А вот у короля будущая герцогиня Виндзорская отнюдь не оставила столь сладостных воспоминаний. Он со злостью говорил Менсдорфу, что ее провели во дворец тайком, против его воли и не поставив его об этом в известность. «Эта женщина — и в моем собственном доме!» — гневно восклицал он. По крайней мере, продолжал король, миссис Дадли Уорд имела более приличное происхождение и занимала определенное положение в обществе. Что же касается самого принца Уэльского, то «среди его друзей нет ни одного джентльмена. Он не бывает в приличном обществе. А ведь ему сорок один год!» Когда же Менсдорф возразил, напомнив, что у принца есть немало несомненных достоинств, король ответил: «Да, конечно. То-то и обидно. Если бы он был дурак, мы бы не волновались. А я так редко его вижу и не знаю, чем он занимается».

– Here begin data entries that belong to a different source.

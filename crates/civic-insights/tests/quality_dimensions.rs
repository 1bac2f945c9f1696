use chrono::NaiveDate;
use civic_insights::analytics::{
    quality::{
        assess_accuracy, assess_completeness, assess_consistency, assess_metadata,
        assess_timeliness, QualityScorecard,
    },
    ScoringConfig, ServiceRecord, ServiceResult,
};

fn as_of() -> NaiveDate {
    NaiveDate::from_ymd_opt(2025, 6, 1).expect("valid reference date")
}

fn clean_record(id: u64, ward: i32) -> ServiceRecord {
    ServiceRecord {
        id,
        start_date: NaiveDate::from_ymd_opt(2025, 3, 1),
        end_date: NaiveDate::from_ymd_opt(2025, 3, 20),
        division_owner: Some("Transportation Services".to_string()),
        ward: Some(ward),
        estimated_cost: Some(1_500.0),
        result: ServiceResult::Pass,
        notes: Some("Pothole repairs along the arterial resurfacing route".to_string()),
    }
}

#[test]
fn every_dimension_stays_within_bounds() {
    let mut records: Vec<ServiceRecord> = (1..=20).map(|id| clean_record(id, (id % 25) as i32 + 1)).collect();
    records.push(ServiceRecord {
        id: 21,
        ward: Some(66),
        estimated_cost: Some(-50.0),
        result: ServiceResult::Unrecognized("pending".to_string()),
        ..Default::default()
    });

    let scorecard = QualityScorecard::assess(&records, as_of(), &ScoringConfig::default());
    for (_, score) in scorecard.scores() {
        assert!((0.0..=100.0).contains(&score), "score {score} out of bounds");
    }
}

#[test]
fn empty_set_yields_defined_scores_without_panicking() {
    let config = ScoringConfig::default();
    let scorecard = QualityScorecard::assess(&[], as_of(), &config);

    assert_eq!(scorecard.completeness.score, 100.0);
    assert_eq!(scorecard.consistency.score, 100.0);
    assert_eq!(scorecard.accuracy.score, 100.0);
    assert_eq!(scorecard.timeliness.score, 0.0);
    assert_eq!(scorecard.metadata.score, 0.0);
    for (_, score) in scorecard.scores() {
        assert!((0.0..=100.0).contains(&score));
    }
}

#[test]
fn recommendations_are_never_empty() {
    let config = ScoringConfig::default();
    let rich = QualityScorecard::assess(
        &(1..=10).map(|id| clean_record(id, id as i32)).collect::<Vec<_>>(),
        as_of(),
        &config,
    );
    let empty = QualityScorecard::assess(&[], as_of(), &config);

    for scorecard in [&rich, &empty] {
        assert!(!scorecard.completeness.recommendations.is_empty());
        assert!(!scorecard.accuracy.recommendations.is_empty());
        assert!(!scorecard.consistency.recommendations.is_empty());
        assert!(!scorecard.timeliness.recommendations.is_empty());
        assert!(!scorecard.metadata.recommendations.is_empty());
    }
}

#[test]
fn completeness_counts_only_fully_populated_records() {
    let mut gappy = clean_record(2, 4);
    gappy.ward = None;

    let scored = assess_completeness(&[clean_record(1, 3), gappy]);
    assert_eq!(scored.score, 50.0);
}

#[test]
fn accuracy_applies_partial_penalty_for_unknown_results() {
    let config = ScoringConfig::default();
    let mut unknown = clean_record(2, 4);
    unknown.result = ServiceResult::Unknown;

    let scored = assess_accuracy(&[clean_record(1, 3), unknown], as_of(), &config);
    // One half-point violation over two records: 100 * (2 - 0.5) / 2.
    assert!((scored.score - 75.0).abs() < 1e-9);
}

#[test]
fn accuracy_flags_inverted_date_ranges() {
    let config = ScoringConfig::default();
    let mut inverted = clean_record(1, 3);
    inverted.start_date = NaiveDate::from_ymd_opt(2025, 3, 20);
    inverted.end_date = NaiveDate::from_ymd_opt(2025, 3, 1);

    let scored = assess_accuracy(&[inverted], as_of(), &config);
    assert_eq!(scored.score, 0.0);
}

#[test]
fn consistency_flags_uniform_case_division_labels() {
    let config = ScoringConfig::default();
    let mut shouty = clean_record(1, 3);
    shouty.division_owner = Some("TRANSPORTATION SERVICES".to_string());

    let scored = assess_consistency(&[shouty, clean_record(2, 4)], &config);
    assert_eq!(scored.score, 50.0);
}

#[test]
fn consistency_flags_spend_without_attribution() {
    let config = ScoringConfig::default();
    let orphan = ServiceRecord {
        id: 1,
        estimated_cost: Some(2_000.0),
        ..Default::default()
    };

    let scored = assess_consistency(&[orphan], &config);
    assert_eq!(scored.score, 0.0);
}

#[test]
fn timeliness_blends_recency_and_coverage() {
    let config = ScoringConfig::default();
    let records = vec![clean_record(1, 3)];

    let scored = assess_timeliness(&records, as_of(), &config);
    // 73 days since the only end date; single dated record takes the default
    // coverage of 50.
    let expected_recency = 100.0 * (1.0 - 73.0 / 365.0);
    let expected = 0.6 * expected_recency + 0.4 * 50.0;
    assert!((scored.score - expected).abs() < 1e-6);
}

#[test]
fn stale_data_drives_timeliness_toward_coverage_only() {
    let config = ScoringConfig::default();
    let mut old = clean_record(1, 3);
    old.start_date = NaiveDate::from_ymd_opt(2020, 1, 1);
    old.end_date = NaiveDate::from_ymd_opt(2020, 2, 1);

    let scored = assess_timeliness(&[old], as_of(), &config);
    assert!((scored.score - 0.4 * 50.0).abs() < 1e-9);
    assert!(!scored.issues.is_empty());
}

#[test]
fn metadata_rewards_distinct_divisions_and_wards() {
    let config = ScoringConfig::default();
    let narrow: Vec<ServiceRecord> = (1..=10).map(|id| clean_record(id, 1)).collect();
    let wide: Vec<ServiceRecord> = (1..=10)
        .map(|id| {
            let mut record = clean_record(id, id as i32);
            record.division_owner = Some(format!("Division {id}"));
            record
        })
        .collect();

    let narrow_scored = assess_metadata(&narrow, &config);
    let wide_scored = assess_metadata(&wide, &config);
    assert!(wide_scored.score > narrow_scored.score);
}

В последние месяцы жизни короля отец и сын, которых разделял не только возраст, старались не обсуждать эти щекотливые темы. Дискуссия в любом случае ничего бы не дала, поскольку они говорили на разных языках. Принц (как он сам это формулировал) «мечтал привнести в свою жизнь то, чего мне так долго не хватало, без чего моя служба государству казалась пустой». Со своей стороны, король считал, что его сын готов нарушить свой священный долг, выраженный словами, которые Шекспир вложил в уста Лаэрта:
…Он раб происхожденья своего; Не может он, как мы, простые люди, Избрать подругу по сердцу себе: С избранием ее сопряжены Упадок сил иль счастье государства…[159]
В 1929 г., в период выздоровления, король не раз говорил близким, что его старший сын никогда не унаследует трон, — странное предположение, которое в то время приписывали его удрученному состоянию. Шесть лет спустя он говорил о своих опасениях более свободно. Одна придворная дама слышала, как он заявлял: «Я молю Бога, чтобы мой старший сын никогда не женился и не завел бы детей, чтобы ничто не стояло между троном и Берти с Лилибет». Болдуин запомнил его слова: «После того как я умру, этот парень за двенадцать месяцев сам себя погубит». Такие вот мрачные пророчества произносил перед уходом из жизни старый король.
Сразу после свадьбы герцога и герцогини Кентских король писал Макдональду: «Энтузиазм тех тысяч людей, которые выражали свою любовь и признательность нам и нашим детям, меня бесконечно тронул; прямо комок в горле». На двадцать пятом году царствования он вдруг с удивлением обнаружил, что стал отцом нации.
Король никогда сознательно не искал популярности, тем более с помощью прессы. Он никогда не улыбался в камеру и не делал предназначенных для репортеров любезных уступок. Когда в 1926 г. работники типографии «Дейли мейл» отказались печатать номер с редакционной статьей, выражавшей враждебное отношение ко всеобщей забастовке, личный секретарь премьер-министра поднял с постели Уиграма. «Не пугайтесь утром, — предупредил он, — когда не увидите „Дейли мейл“. Передайте Его Величеству, чтобы не волновался». На что Уиграм ответил: «А мы не получаем „Дейли мейл“ или „Дейли экспресс“». Королева, однако, сообщила королю о случившемся, и Стамфодхэм купил «Манчестер гардиан». «Очень солидное издание, — писал он, — хотя, конечно, чрезвычайно либеральное». Но лишь с газетой «Таймс» как он, так и Уиграм поддерживали конфиденциальные отношения. Они заранее снабжали эту газету текстами предстоящих выступлений короля и с ее помощью доводили до общества его точку зрения.